═══ INPUT FOR THIS TASK
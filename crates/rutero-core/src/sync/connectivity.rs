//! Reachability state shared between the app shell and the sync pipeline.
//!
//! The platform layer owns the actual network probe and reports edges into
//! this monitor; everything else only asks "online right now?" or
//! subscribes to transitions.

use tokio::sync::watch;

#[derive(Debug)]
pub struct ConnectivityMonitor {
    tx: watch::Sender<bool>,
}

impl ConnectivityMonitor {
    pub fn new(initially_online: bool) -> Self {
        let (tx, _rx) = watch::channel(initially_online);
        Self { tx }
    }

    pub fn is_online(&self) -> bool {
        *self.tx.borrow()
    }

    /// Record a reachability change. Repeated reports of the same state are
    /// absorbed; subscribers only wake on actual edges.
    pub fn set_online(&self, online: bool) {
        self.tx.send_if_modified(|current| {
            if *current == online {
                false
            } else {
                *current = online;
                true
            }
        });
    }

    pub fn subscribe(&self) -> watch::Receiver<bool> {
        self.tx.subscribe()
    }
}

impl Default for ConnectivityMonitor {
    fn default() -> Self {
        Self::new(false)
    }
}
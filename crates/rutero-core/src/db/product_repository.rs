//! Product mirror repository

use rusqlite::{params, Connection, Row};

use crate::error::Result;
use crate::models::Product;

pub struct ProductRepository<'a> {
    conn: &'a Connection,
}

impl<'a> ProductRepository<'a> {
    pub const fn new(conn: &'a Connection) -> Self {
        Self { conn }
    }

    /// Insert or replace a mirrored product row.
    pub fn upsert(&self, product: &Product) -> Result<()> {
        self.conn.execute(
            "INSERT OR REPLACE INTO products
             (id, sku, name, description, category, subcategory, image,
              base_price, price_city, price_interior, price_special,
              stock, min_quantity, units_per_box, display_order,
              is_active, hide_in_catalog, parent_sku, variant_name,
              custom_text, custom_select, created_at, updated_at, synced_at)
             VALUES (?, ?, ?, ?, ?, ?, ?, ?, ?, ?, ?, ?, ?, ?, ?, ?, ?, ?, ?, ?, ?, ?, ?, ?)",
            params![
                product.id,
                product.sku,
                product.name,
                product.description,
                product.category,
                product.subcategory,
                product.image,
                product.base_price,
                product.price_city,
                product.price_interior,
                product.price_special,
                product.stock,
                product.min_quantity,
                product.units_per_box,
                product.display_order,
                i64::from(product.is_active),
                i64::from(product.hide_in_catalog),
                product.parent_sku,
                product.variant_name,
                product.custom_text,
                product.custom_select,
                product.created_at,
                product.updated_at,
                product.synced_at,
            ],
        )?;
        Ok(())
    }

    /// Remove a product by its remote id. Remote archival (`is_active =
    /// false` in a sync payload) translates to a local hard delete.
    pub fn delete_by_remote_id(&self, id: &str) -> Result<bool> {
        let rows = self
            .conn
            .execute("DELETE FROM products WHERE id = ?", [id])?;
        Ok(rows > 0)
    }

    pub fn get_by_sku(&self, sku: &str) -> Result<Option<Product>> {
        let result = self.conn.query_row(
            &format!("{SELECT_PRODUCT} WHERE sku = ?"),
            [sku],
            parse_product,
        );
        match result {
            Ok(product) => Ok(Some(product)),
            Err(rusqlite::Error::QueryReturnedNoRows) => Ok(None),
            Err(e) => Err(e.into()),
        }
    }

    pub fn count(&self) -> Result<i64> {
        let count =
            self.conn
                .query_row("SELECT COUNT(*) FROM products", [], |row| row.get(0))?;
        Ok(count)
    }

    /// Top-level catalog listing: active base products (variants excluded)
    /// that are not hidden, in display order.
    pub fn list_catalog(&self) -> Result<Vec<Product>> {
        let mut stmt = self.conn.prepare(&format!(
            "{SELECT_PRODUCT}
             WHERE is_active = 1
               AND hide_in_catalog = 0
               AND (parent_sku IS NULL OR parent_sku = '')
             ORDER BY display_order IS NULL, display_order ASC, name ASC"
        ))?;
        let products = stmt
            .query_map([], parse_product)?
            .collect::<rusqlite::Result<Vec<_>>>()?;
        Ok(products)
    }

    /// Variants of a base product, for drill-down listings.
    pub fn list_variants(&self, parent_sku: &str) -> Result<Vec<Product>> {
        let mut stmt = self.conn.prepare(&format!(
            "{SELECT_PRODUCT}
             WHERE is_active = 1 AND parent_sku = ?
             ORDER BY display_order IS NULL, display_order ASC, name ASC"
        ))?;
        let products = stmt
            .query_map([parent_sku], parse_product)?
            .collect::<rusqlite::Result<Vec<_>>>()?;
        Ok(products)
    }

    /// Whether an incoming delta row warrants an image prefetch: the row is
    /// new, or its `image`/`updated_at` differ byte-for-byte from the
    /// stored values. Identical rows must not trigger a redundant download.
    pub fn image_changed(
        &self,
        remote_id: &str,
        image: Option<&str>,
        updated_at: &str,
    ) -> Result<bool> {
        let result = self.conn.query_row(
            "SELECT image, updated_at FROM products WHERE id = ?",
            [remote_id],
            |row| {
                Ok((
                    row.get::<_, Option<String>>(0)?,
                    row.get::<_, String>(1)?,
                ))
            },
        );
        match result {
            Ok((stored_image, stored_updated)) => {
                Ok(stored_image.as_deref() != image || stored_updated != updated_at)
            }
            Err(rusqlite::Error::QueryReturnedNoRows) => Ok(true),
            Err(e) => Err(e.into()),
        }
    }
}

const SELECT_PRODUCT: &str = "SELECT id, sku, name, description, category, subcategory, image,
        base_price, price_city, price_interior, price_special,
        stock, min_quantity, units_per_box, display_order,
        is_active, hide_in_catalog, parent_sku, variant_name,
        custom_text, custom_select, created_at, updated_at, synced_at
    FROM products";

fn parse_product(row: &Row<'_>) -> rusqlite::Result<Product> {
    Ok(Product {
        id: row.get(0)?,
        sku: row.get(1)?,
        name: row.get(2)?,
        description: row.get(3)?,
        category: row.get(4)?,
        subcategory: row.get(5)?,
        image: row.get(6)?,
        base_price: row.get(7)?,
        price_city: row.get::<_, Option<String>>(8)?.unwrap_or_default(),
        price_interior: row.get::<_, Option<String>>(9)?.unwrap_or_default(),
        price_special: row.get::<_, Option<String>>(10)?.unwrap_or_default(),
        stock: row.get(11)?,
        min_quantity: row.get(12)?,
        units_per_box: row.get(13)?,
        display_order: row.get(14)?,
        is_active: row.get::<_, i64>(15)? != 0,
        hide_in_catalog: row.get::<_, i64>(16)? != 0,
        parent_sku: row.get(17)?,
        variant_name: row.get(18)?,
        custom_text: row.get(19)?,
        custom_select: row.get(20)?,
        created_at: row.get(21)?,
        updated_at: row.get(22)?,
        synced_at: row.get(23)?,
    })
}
══════
═══ INPUT FOR THIS TASK
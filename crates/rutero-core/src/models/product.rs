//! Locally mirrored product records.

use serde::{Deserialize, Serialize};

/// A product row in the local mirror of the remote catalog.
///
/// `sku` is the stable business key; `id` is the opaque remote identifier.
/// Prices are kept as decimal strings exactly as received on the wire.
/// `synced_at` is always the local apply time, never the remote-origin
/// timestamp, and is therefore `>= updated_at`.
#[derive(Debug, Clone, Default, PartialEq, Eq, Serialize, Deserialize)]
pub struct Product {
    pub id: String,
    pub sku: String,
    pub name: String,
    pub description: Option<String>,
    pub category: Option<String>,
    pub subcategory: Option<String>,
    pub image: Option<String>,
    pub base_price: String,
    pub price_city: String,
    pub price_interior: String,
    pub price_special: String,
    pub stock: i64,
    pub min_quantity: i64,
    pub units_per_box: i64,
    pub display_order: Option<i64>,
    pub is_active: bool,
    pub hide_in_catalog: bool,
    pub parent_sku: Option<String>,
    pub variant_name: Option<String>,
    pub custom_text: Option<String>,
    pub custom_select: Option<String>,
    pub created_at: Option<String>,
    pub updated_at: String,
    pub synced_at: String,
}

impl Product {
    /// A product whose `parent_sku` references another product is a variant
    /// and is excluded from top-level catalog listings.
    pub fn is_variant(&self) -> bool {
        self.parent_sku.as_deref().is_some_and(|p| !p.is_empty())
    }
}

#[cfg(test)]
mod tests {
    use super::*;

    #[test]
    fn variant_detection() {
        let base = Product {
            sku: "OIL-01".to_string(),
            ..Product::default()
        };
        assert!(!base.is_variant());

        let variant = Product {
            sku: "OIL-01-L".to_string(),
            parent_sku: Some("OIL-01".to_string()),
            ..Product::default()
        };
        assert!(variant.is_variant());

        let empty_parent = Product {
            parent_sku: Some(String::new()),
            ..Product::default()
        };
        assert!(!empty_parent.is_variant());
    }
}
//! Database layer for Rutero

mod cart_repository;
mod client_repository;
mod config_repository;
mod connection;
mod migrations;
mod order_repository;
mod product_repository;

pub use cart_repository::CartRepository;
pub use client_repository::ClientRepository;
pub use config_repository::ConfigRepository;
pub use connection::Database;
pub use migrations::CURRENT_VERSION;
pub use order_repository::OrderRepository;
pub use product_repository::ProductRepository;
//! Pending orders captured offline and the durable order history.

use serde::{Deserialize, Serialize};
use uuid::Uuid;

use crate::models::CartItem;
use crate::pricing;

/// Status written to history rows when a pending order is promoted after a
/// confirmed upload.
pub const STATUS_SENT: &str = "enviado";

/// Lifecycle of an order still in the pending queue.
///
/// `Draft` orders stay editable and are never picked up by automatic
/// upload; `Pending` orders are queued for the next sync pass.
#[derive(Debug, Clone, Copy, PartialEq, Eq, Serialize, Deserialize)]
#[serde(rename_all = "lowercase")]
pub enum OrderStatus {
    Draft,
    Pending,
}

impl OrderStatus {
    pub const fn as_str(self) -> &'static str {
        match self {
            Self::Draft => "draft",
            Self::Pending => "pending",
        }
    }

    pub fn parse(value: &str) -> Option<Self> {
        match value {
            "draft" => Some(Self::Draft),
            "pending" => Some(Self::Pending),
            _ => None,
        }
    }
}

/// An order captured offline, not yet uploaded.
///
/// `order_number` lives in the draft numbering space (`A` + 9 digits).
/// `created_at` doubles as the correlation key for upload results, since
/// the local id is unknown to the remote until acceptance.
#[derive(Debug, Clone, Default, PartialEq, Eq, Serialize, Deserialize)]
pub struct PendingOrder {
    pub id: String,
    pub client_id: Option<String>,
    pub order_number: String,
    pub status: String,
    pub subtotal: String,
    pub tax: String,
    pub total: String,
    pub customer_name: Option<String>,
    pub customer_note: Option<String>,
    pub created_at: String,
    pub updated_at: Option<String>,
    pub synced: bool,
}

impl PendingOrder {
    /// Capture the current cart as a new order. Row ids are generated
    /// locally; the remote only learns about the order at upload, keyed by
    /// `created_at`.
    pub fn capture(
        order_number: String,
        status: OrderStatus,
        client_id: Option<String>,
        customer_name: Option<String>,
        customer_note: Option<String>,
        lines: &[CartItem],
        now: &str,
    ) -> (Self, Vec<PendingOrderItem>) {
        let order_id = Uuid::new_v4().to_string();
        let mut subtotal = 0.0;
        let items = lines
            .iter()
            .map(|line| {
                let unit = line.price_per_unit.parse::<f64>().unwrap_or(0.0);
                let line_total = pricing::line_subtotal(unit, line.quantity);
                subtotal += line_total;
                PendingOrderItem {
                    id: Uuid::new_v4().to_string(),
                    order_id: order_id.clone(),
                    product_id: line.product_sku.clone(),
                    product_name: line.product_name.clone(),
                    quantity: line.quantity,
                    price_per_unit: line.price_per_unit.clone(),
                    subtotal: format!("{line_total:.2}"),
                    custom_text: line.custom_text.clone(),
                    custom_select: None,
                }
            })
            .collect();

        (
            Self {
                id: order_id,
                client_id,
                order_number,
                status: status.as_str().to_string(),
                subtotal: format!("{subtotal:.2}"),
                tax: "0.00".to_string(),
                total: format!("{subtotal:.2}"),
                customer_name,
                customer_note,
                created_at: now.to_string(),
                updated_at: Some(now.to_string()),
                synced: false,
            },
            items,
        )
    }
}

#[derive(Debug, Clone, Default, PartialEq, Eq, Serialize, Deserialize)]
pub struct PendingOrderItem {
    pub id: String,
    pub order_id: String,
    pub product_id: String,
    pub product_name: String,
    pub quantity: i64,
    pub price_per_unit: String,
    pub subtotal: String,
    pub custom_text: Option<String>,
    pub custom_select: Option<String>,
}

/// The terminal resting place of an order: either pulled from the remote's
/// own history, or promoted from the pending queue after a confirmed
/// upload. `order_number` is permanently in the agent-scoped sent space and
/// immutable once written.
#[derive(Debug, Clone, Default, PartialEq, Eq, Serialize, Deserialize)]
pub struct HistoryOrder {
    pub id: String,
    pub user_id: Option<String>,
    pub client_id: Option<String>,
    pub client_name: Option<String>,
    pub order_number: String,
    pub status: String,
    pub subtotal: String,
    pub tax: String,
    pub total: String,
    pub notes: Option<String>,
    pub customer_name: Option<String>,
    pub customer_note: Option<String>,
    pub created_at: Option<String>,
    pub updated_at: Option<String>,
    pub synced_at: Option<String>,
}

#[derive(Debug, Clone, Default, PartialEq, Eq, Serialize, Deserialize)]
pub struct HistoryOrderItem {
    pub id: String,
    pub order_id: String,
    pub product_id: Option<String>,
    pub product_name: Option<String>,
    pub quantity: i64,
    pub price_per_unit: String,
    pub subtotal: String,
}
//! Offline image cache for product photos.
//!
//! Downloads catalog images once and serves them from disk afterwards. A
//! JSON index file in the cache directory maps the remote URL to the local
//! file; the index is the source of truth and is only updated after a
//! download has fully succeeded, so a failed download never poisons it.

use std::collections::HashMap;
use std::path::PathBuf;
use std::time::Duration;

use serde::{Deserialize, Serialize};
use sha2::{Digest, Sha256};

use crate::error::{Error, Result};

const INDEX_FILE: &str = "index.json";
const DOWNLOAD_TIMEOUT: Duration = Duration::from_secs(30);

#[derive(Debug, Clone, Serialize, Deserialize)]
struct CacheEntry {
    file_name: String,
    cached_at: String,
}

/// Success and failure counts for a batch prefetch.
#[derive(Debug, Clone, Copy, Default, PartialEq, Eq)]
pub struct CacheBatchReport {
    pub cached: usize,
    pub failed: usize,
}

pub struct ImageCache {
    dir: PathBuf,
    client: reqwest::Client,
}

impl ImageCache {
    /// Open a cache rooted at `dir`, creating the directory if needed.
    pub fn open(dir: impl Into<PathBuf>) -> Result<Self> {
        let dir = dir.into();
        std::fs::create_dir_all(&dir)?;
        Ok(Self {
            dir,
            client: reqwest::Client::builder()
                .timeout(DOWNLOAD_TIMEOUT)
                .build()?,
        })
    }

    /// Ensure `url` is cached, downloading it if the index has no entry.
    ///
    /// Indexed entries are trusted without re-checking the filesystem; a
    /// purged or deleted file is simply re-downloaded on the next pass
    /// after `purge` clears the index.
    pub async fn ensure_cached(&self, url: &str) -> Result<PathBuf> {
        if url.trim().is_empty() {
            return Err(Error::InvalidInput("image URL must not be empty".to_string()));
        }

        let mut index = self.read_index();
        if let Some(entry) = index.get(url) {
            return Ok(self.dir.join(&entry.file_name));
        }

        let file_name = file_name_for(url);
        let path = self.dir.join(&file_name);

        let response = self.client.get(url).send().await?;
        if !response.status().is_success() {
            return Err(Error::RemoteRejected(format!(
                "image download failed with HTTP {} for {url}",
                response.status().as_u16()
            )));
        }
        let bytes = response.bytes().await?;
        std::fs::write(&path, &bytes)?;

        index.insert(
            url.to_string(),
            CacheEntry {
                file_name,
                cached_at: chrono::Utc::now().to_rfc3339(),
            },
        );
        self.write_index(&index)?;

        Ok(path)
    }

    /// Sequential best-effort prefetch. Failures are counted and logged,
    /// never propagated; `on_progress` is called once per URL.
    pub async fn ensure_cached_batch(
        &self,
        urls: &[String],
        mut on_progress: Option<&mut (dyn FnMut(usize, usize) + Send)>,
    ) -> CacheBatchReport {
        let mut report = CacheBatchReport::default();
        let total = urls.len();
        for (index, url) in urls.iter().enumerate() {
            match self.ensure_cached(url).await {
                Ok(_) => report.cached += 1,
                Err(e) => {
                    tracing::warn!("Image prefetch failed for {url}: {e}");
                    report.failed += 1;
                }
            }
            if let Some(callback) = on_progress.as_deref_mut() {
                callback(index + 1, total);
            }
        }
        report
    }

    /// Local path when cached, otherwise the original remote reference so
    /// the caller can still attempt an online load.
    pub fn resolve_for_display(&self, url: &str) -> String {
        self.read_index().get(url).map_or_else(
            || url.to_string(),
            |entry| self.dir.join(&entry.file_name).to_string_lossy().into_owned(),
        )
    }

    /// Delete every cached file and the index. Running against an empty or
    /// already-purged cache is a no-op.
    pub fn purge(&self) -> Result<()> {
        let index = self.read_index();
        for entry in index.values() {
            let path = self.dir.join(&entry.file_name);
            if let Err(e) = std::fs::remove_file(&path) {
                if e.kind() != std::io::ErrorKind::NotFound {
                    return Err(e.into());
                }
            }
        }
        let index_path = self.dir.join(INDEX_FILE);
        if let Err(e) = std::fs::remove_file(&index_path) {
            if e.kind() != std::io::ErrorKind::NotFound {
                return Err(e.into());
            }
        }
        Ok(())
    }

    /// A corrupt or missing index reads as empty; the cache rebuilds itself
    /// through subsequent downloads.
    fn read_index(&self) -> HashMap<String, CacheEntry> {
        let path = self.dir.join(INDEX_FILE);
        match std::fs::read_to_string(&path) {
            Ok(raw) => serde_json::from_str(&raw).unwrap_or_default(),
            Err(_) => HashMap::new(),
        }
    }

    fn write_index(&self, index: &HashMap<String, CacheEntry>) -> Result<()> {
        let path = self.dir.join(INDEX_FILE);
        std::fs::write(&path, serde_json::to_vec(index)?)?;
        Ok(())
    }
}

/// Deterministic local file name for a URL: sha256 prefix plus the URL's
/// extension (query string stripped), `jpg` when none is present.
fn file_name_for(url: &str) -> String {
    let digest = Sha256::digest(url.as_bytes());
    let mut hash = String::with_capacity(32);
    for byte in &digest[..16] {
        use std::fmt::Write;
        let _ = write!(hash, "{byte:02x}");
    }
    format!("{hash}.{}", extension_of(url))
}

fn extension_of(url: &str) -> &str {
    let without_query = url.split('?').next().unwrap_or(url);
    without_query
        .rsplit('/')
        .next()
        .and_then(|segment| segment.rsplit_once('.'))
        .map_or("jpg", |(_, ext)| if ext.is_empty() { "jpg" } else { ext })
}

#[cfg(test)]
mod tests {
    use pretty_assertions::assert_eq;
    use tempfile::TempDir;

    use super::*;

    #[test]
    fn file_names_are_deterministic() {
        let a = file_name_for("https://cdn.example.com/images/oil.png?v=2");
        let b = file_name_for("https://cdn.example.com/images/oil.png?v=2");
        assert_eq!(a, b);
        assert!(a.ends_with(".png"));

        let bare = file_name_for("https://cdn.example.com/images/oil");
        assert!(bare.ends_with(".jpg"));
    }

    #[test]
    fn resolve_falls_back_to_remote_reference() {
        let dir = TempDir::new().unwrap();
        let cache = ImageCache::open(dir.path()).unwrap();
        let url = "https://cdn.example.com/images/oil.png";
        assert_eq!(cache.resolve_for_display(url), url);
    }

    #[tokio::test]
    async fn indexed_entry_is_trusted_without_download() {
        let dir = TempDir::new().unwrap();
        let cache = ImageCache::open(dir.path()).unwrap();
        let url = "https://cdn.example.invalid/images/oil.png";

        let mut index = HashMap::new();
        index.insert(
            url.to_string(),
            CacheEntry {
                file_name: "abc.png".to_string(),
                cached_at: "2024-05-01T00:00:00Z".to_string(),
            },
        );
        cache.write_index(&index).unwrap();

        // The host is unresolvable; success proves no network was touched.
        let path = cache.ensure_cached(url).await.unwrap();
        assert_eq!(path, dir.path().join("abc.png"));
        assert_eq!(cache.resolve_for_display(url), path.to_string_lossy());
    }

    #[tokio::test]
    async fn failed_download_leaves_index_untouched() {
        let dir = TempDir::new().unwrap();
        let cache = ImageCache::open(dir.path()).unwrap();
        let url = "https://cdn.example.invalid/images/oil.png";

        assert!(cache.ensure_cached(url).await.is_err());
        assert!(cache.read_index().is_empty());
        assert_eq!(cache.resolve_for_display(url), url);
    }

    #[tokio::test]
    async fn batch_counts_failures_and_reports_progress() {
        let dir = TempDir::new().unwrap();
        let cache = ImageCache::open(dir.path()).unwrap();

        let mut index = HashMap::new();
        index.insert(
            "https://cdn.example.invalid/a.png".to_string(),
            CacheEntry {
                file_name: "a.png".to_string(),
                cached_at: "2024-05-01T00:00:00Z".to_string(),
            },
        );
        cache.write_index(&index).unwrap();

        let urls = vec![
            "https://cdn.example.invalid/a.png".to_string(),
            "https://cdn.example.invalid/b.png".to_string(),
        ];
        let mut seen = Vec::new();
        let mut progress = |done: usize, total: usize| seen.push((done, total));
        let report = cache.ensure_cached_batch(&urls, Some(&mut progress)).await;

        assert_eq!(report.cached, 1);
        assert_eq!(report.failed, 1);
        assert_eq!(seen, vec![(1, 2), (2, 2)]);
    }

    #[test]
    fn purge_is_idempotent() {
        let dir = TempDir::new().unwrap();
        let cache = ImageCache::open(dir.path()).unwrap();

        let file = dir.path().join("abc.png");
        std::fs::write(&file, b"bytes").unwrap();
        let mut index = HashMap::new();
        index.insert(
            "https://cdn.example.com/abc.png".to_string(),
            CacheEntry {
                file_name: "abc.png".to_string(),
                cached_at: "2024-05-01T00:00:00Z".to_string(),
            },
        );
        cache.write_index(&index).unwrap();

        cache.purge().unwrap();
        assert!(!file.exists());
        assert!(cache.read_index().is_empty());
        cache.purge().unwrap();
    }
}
══════
▶ TASK ITEM
What count of lines in the listing contain the word "core"? Reply with the number only.

▶ EXERCISE SOLUTION
3